**Stored data:**
================================

//! The fully-populated per-triple settings record and its constituent enums.

use std::time::Duration;

/// Replica selection order for a read.
#[derive(Clone, Copy, Debug, Eq, PartialEq)]
pub enum ReplicaOrder {
	/// Always the master replica.
	Master,
	/// Master, falling back to a prole (secondary) replica on failure.
	MasterProles,
	/// A deterministic sequence across all replicas, spreading load.
	Sequence,
	/// A randomly chosen replica per attempt.
	Random,
}

/// Write commit acknowledgement level.
#[derive(Clone, Copy, Debug, Eq, PartialEq)]
pub enum CommitLevel {
	/// Wait for all replicas to commit.
	CommitAll,
	/// Wait only for the master replica to commit.
	CommitMaster,
}

/// Read consistency guarantee under AP (eventually-consistent) mode.
#[derive(Clone, Copy, Debug, Eq, PartialEq)]
pub enum ConsistencyAp {
	/// A single replica's value is sufficient.
	One,
	/// Reconcile across all replicas before returning.
	All,
}

/// Read consistency guarantee under CP (strict) mode.
#[derive(Clone, Copy, Debug, Eq, PartialEq)]
pub enum ConsistencyCp {
	/// Serve from any replica once linearizability is established.
	Linearize,
	/// Allow serving from a replica that may be behind.
	AllowReplica,
}

/// A fully-populated record of the knobs governing one (kind, shape, mode) triple. Produced by
/// [`crate::behavior::matrix::Behavior::resolve`]; never partially filled.
#[derive(Clone, Copy, Debug)]
pub struct Settings {
	/// Per-attempt network timeout.
	pub timeout_per_attempt: Duration,
	/// Overall timeout across every attempt.
	pub timeout_total: Duration,
	/// Connection-establishment timeout.
	pub timeout_connect: Duration,
	/// Minimum delay observed after a failed attempt before the next one.
	pub timeout_post_fail: Duration,
	/// Maximum number of call attempts, including the first.
	pub max_attempts: u32,
	/// Base delay between retries (exponential backoff multiplies this).
	pub retry_backoff: Duration,
	/// Replica selection order.
	pub replica_order: ReplicaOrder,
	/// Whether to send the user key alongside the digest.
	pub send_key: bool,
	/// Whether to compress the wire payload.
	pub compression: bool,
	/// Whether deletes bypass the tombstone bin and are durable immediately.
	pub durable_delete: bool,
	/// Write commit level.
	pub commit_level: CommitLevel,
	/// AP read consistency.
	pub read_consistency_ap: ConsistencyAp,
	/// CP read consistency.
	pub read_consistency_cp: ConsistencyCp,
	/// Percentage of a record's TTL that must elapse before a read refreshes it.
	pub touch_ttl_percent: u32,
	/// Maximum concurrent sub-requests within one batch call.
	pub batch_concurrency: u32,
	/// Whether small batch values may be inlined rather than fetched as separate ops.
	pub batch_allow_inline: bool,
	/// Whether inlining is additionally allowed on SSD-backed namespaces.
	pub batch_allow_inline_ssd: bool,
	/// Depth of the client-side query result queue.
	pub query_queue_size: u32,
}

impl Settings {
	/// The baseline every field of DEFAULT starts from before any patch is applied. Chosen to be
	/// conservative (safe under both AP and CP) rather than tuned for any one cluster shape.
	pub fn baseline() -> Settings {
		Settings {
			timeout_per_attempt: Duration::from_millis(1_000),
			timeout_total: Duration::from_millis(1_000),
			timeout_connect: Duration::from_millis(1_000),
			timeout_post_fail: Duration::from_millis(10),
			max_attempts: 2,
			retry_backoff: Duration::from_millis(20),
			replica_order: ReplicaOrder::Sequence,
			send_key: false,
			compression: false,
			durable_delete: false,
			commit_level: CommitLevel::CommitAll,
			read_consistency_ap: ConsistencyAp::One,
			read_consistency_cp: ConsistencyCp::Linearize,
			touch_ttl_percent: 80,
			batch_concurrency: 1,
			batch_allow_inline: true,
			batch_allow_inline_ssd: false,
			query_queue_size: 100,
		}
	}
}

/// Bounds on connections maintained per cluster node.
#[derive(Clone, Copy, Debug)]
pub struct ConnectionSettings {
	/// Minimum pooled connections kept warm per node.
	pub minimum_connections_per_node: u32,
	/// Maximum pooled connections allowed per node.
	pub maximum_connections_per_node: u32,
	/// How long an idle connection is kept before being closed.
	pub maximum_socket_idle_time: Duration,
}

/// The sliding-window circuit breaker governing when a node is taken out of rotation.
#[derive(Clone, Copy, Debug)]
pub struct CircuitBreakerSettings {
	/// Width of the error-rate window, in tend intervals.
	pub num_tend_intervals_in_error_window: u32,
	/// Error count within the window that trips the breaker.
	pub maximum_errors_in_error_window: u32,
}

/// Background cluster-tending cadence.
#[derive(Clone, Copy, Debug)]
pub struct RefreshSettings {
	/// How often the cluster map and node health are refreshed.
	pub tend_interval: Duration,
}

/// System-wide settings, keyed by cluster name (or `"DEFAULT"`) at load time; see
/// [`crate::behavior::config`].
#[derive(Clone, Copy, Debug)]
pub struct SystemSettings {
	/// Connection pool bounds.
	pub connections: ConnectionSettings,
	/// Circuit breaker configuration.
	pub circuit_breaker: CircuitBreakerSettings,
	/// Tending cadence.
	pub refresh: RefreshSettings,
}

impl SystemSettings {
	/// The baseline DEFAULT system settings.
	pub fn baseline() -> SystemSettings {
		SystemSettings {
			connections: ConnectionSettings {
				minimum_connections_per_node: 1,
				maximum_connections_per_node: 100,
				maximum_socket_idle_time: Duration::from_secs(55),
			},
			circuit_breaker: CircuitBreakerSettings { num_tend_intervals_in_error_window: 1, maximum_errors_in_error_window: 100 },
			refresh: RefreshSettings { tend_interval: Duration::from_secs(1) },
		}
	}

	/// Merges a per-cluster override on top of a baseline: every field the override sets wins,
	/// fields it leaves as `None` keep the baseline's value. Mirrors the behavior patch
	/// last-write-wins rule, one layer deep.
	pub fn merge(default: SystemSettings, over: PartialSystemSettings) -> SystemSettings {
		SystemSettings {
			connections: ConnectionSettings {
				minimum_connections_per_node: over.minimum_connections_per_node.unwrap_or(default.connections.minimum_connections_per_node),
				maximum_connections_per_node: over.maximum_connections_per_node.unwrap_or(default.connections.maximum_connections_per_node),
				maximum_socket_idle_time: over.maximum_socket_idle_time.unwrap_or(default.connections.maximum_socket_idle_time),
			},
			circuit_breaker: CircuitBreakerSettings {
				num_tend_intervals_in_error_window: over
					.num_tend_intervals_in_error_window
					.unwrap_or(default.circuit_breaker.num_tend_intervals_in_error_window),
				maximum_errors_in_error_window: over
					.maximum_errors_in_error_window
					.unwrap_or(default.circuit_breaker.maximum_errors_in_error_window),
			},
			refresh: RefreshSettings { tend_interval: over.tend_interval.unwrap_or(default.refresh.tend_interval) },
		}
	}
}

/// A sparse per-cluster override parsed from the `system` table; every field optional.
#[derive(Clone, Copy, Debug, Default)]
pub struct PartialSystemSettings {
	/// Overrides the minimum pooled connections per node.
	pub minimum_connections_per_node: Option<u32>,
	/// Overrides the maximum pooled connections per node.
	pub maximum_connections_per_node: Option<u32>,
	/// Overrides the maximum idle time before a pooled connection is closed.
	pub maximum_socket_idle_time: Option<Duration>,
	/// Overrides the number of tend intervals the error window spans.
	pub num_tend_intervals_in_error_window: Option<u32>,
	/// Overrides the error count that trips the circuit breaker within the window.
	pub maximum_errors_in_error_window: Option<u32>,
	/// Overrides the cluster tend interval.
	pub tend_interval: Option<Duration>,
}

================================

**Your objective:** Please transcribe the entries above exactly as written.

**Result of this task:**
//! The fully-populated per-triple settings record and its constituent enums.

use std::time::Duration;

/// Replica selection order for a read.
#[derive(Clone, Copy, Debug, Eq, PartialEq)]
pub enum ReplicaOrder {
	/// Always the master replica.
	Master,
	/// Master, falling back to a prole (secondary) replica on failure.
	MasterProles,
	/// A deterministic sequence across all replicas, spreading load.
	Sequence,
	/// A randomly chosen replica per attempt.
	Random,
}

/// Write commit acknowledgement level.
#[derive(Clone, Copy, Debug, Eq, PartialEq)]
pub enum CommitLevel {
	/// Wait for all replicas to commit.
	CommitAll,
	/// Wait only for the master replica to commit.
	CommitMaster,
}

/// Read consistency guarantee under AP (eventually-consistent) mode.
#[derive(Clone, Copy, Debug, Eq, PartialEq)]
pub enum ConsistencyAp {
	/// A single replica's value is sufficient.
	One,
	/// Reconcile across all replicas before returning.
	All,
}

/// Read consistency guarantee under CP (strict) mode.
#[derive(Clone, Copy, Debug, Eq, PartialEq)]
pub enum ConsistencyCp {
	/// Serve from any replica once linearizability is established.
	Linearize,
	/// Allow serving from a replica that may be behind.
	AllowReplica,
}

/// A fully-populated record of the knobs governing one (kind, shape, mode) triple. Produced by
/// [`crate::behavior::matrix::Behavior::resolve`]; never partially filled.
#[derive(Clone, Copy, Debug)]
pub struct Settings {
	/// Per-attempt network timeout.
	pub timeout_per_attempt: Duration,
	/// Overall timeout across every attempt.
	pub timeout_total: Duration,
	/// Connection-establishment timeout.
	pub timeout_connect: Duration,
	/// Minimum delay observed after a failed attempt before the next one.
	pub timeout_post_fail: Duration,
	/// Maximum number of call attempts, including the first.
	pub max_attempts: u32,
	/// Base delay between retries (exponential backoff multiplies this).
	pub retry_backoff: Duration,
	/// Replica selection order.
	pub replica_order: ReplicaOrder,
	/// Whether to send the user key alongside the digest.
	pub send_key: bool,
	/// Whether to compress the wire payload.
	pub compression: bool,
	/// Whether deletes bypass the tombstone bin and are durable immediately.
	pub durable_delete: bool,
	/// Write commit level.
	pub commit_level: CommitLevel,
	/// AP read consistency.
	pub read_consistency_ap: ConsistencyAp,
	/// CP read consistency.
	pub read_consistency_cp: ConsistencyCp,
	/// Percentage of a record's TTL that must elapse before a read refreshes it.
	pub touch_ttl_percent: u32,
	/// Maximum concurrent sub-requests within one batch call.
	pub batch_concurrency: u32,
	/// Whether small batch values may be inlined rather than fetched as separate ops.
	pub batch_allow_inline: bool,
	/// Whether inlining is additionally allowed on SSD-backed namespaces.
	pub batch_allow_inline_ssd: bool,
	/// Depth of the client-side query result queue.
	pub query_queue_size: u32,
}

impl Settings {
	/// The baseline every field of DEFAULT starts from before any patch is applied. Chosen to be
	/// conservative (safe under both AP and CP) rather than tuned for any one cluster shape.
	pub fn baseline() -> Settings {
		Settings {
			timeout_per_attempt: Duration::from_millis(1_000),
			timeout_total: Duration::from_millis(1_000),
			timeout_connect: Duration::from_millis(1_000),
			timeout_post_fail: Duration::from_millis(10),
			max_attempts: 2,
			retry_backoff: Duration::from_millis(20),
			replica_order: ReplicaOrder::Sequence,
			send_key: false,
			compression: false,
			durable_delete: false,
			commit_level: CommitLevel::CommitAll,
			read_consistency_ap: ConsistencyAp::One,
			read_consistency_cp: ConsistencyCp::Linearize,
			touch_ttl_percent: 80,
			batch_concurrency: 1,
			batch_allow_inline: true,
			batch_allow_inline_ssd: false,
			query_queue_size: 100,
		}
	}
}

/// Bounds on connections maintained per cluster node.
#[derive(Clone, Copy, Debug)]
pub struct ConnectionSettings {
	/// Minimum pooled connections kept warm per node.
	pub minimum_connections_per_node: u32,
	/// Maximum pooled connections allowed per node.
	pub maximum_connections_per_node: u32,
	/// How long an idle connection is kept before being closed.
	pub maximum_socket_idle_time: Duration,
}

/// The sliding-window circuit breaker governing when a node is taken out of rotation.
#[derive(Clone, Copy, Debug)]
pub struct CircuitBreakerSettings {
	/// Width of the error-rate window, in tend intervals.
	pub num_tend_intervals_in_error_window: u32,
	/// Error count within the window that trips the breaker.
	pub maximum_errors_in_error_window: u32,
}

/// Background cluster-tending cadence.
#[derive(Clone, Copy, Debug)]
pub struct RefreshSettings {
	/// How often the cluster map and node health are refreshed.
	pub tend_interval: Duration,
}

/// System-wide settings, keyed by cluster name (or `"DEFAULT"`) at load time; see
/// [`crate::behavior::config`].
#[derive(Clone, Copy, Debug)]
pub struct SystemSettings {
	/// Connection pool bounds.
	pub connections: ConnectionSettings,
	/// Circuit breaker configuration.
	pub circuit_breaker: CircuitBreakerSettings,
	/// Tending cadence.
	pub refresh: RefreshSettings,
}

impl SystemSettings {
	/// The baseline DEFAULT system settings.
	pub fn baseline() -> SystemSettings {
		SystemSettings {
			connections: ConnectionSettings {
				minimum_connections_per_node: 1,
				maximum_connections_per_node: 100,
				maximum_socket_idle_time: Duration::from_secs(55),
			},
			circuit_breaker: CircuitBreakerSettings { num_tend_intervals_in_error_window: 1, maximum_errors_in_error_window: 100 },
			refresh: RefreshSettings { tend_interval: Duration::from_secs(1) },
		}
	}

	/// Merges a per-cluster override on top of a baseline: every field the override sets wins,
	/// fields it leaves as `None` keep the baseline's value. Mirrors the behavior patch
	/// last-write-wins rule, one layer deep.
	pub fn merge(default: SystemSettings, over: PartialSystemSettings) -> SystemSettings {
		SystemSettings {
			connections: ConnectionSettings {
				minimum_connections_per_node: over.minimum_connections_per_node.unwrap_or(default.connections.minimum_connections_per_node),
				maximum_connections_per_node: over.maximum_connections_per_node.unwrap_or(default.connections.maximum_connections_per_node),
				maximum_socket_idle_time: over.maximum_socket_idle_time.unwrap_or(default.connections.maximum_socket_idle_time),
			},
			circuit_breaker: CircuitBreakerSettings {
				num_tend_intervals_in_error_window: over
					.num_tend_intervals_in_error_window
					.unwrap_or(default.circuit_breaker.num_tend_intervals_in_error_window),
				maximum_errors_in_error_window: over
					.maximum_errors_in_error_window
					.unwrap_or(default.circuit_breaker.maximum_errors_in_error_window),
			},
			refresh: RefreshSettings { tend_interval: over.tend_interval.unwrap_or(default.refresh.tend_interval) },
		}
	}
}

/// A sparse per-cluster override parsed from the `system` table; every field optional.
#[derive(Clone, Copy, Debug, Default)]
pub struct PartialSystemSettings {
	/// Overrides the minimum pooled connections per node.
	pub minimum_connections_per_node: Option<u32>,
	/// Overrides the maximum pooled connections per node.
	pub maximum_connections_per_node: Option<u32>,
	/// Overrides the maximum idle time before a pooled connection is closed.
	pub maximum_socket_idle_time: Option<Duration>,
	/// Overrides the number of tend intervals the error window spans.
	pub num_tend_intervals_in_error_window: Option<u32>,
	/// Overrides the error count that trips the circuit breaker within the window.
	pub maximum_errors_in_error_window: Option<u32>,
	/// Overrides the cluster tend interval.
	pub tend_interval: Option<Duration>,
}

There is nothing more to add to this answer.